- Opening Delimiter -
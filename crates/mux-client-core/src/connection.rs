//! QUIC connection wrapper (client-side).
//!
//! A `QuicSession` exists before its connection does: the connector hands
//! it out in the connecting state and attaches the `quinn::Connection` once
//! the handshake completes.

use std::sync::atomic::{AtomicBool, Ordering};
use std::sync::{Arc, Mutex, PoisonError};

use mux_proto::Headers;
use mux_proto::error::code;
use tokio::sync::Notify;
use tracing::debug;

use crate::authority::Authority;
use crate::event::StreamEvents;
use crate::stream_io::{self, QuicStream};
use crate::transport::{TransportError, TransportSession};

/// One pooled QUIC connection.
#[derive(Clone)]
pub struct QuicSession {
    shared: Arc<Shared>,
}

struct Shared {
    authority: Authority,
    connection: Mutex<Option<quinn::Connection>>,
    closed: AtomicBool,
    destroyed: Notify,
}

impl QuicSession {
    pub(crate) fn connecting(authority: Authority) -> Self {
        Self {
            shared: Arc::new(Shared {
                authority,
                connection: Mutex::new(None),
                closed: AtomicBool::new(false),
                destroyed: Notify::new(),
            }),
        }
    }

    pub fn authority(&self) -> &Authority {
        &self.shared.authority
    }

    /// The underlying connection, once established.
    pub fn inner(&self) -> Option<quinn::Connection> {
        self.shared
            .connection
            .lock()
            .unwrap_or_else(PoisonError::into_inner)
            .clone()
    }

    /// Install the established connection. Returns `false` if the session
    /// was destroyed while the handshake was in progress.
    pub(crate) fn attach(&self, connection: quinn::Connection) -> bool {
        let mut slot = self
            .shared
            .connection
            .lock()
            .unwrap_or_else(PoisonError::into_inner);
        if self.shared.closed.load(Ordering::SeqCst) {
            return false;
        }
        *slot = Some(connection);
        true
    }

    pub(crate) fn mark_closed(&self) {
        self.shared.closed.store(true, Ordering::SeqCst);
    }

    /// Resolves once [`TransportSession::destroy`] has been called.
    pub(crate) async fn destroyed(&self) {
        self.shared.destroyed.notified().await;
    }
}

impl TransportSession for QuicSession {
    type Stream = QuicStream;

    fn open_stream(&self, headers: &Headers) -> Result<(QuicStream, StreamEvents), TransportError> {
        if self.is_closed() {
            return Err(TransportError::NotConnected);
        }
        let connection = self.inner().ok_or(TransportError::NotConnected)?;
        Ok(stream_io::open(connection, headers.clone()))
    }

    fn destroy(&self) {
        let mut slot = self
            .shared
            .connection
            .lock()
            .unwrap_or_else(PoisonError::into_inner);
        if self.shared.closed.swap(true, Ordering::SeqCst) && slot.is_none() {
            return;
        }

        debug!(authority = %self.shared.authority, "destroying session");
        self.shared.destroyed.notify_one();
        if let Some(connection) = slot.take() {
            connection.close(code::NO_ERROR.into(), b"destroyed");
        }
    }

    fn is_closed(&self) -> bool {
        if self.shared.closed.load(Ordering::SeqCst) {
            return true;
        }
        self.inner()
            .is_some_and(|connection| connection.close_reason().is_some())
    }
}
- Closing Delimiter -
▶ [What is expected]: Read the entries above and find each line holding the word "destroyed". Copy it out.

▶ [Solution to this exercise]:
    destroyed: Notify,
                destroyed: Notify::new(),
    /// was destroyed while the handshake was in progress.
    pub(crate) async fn destroyed(&self) {
        self.shared.destroyed.notified().await;
        self.shared.destroyed.notify_one();
            connection.close(code::NO_ERROR.into(), b"destroyed");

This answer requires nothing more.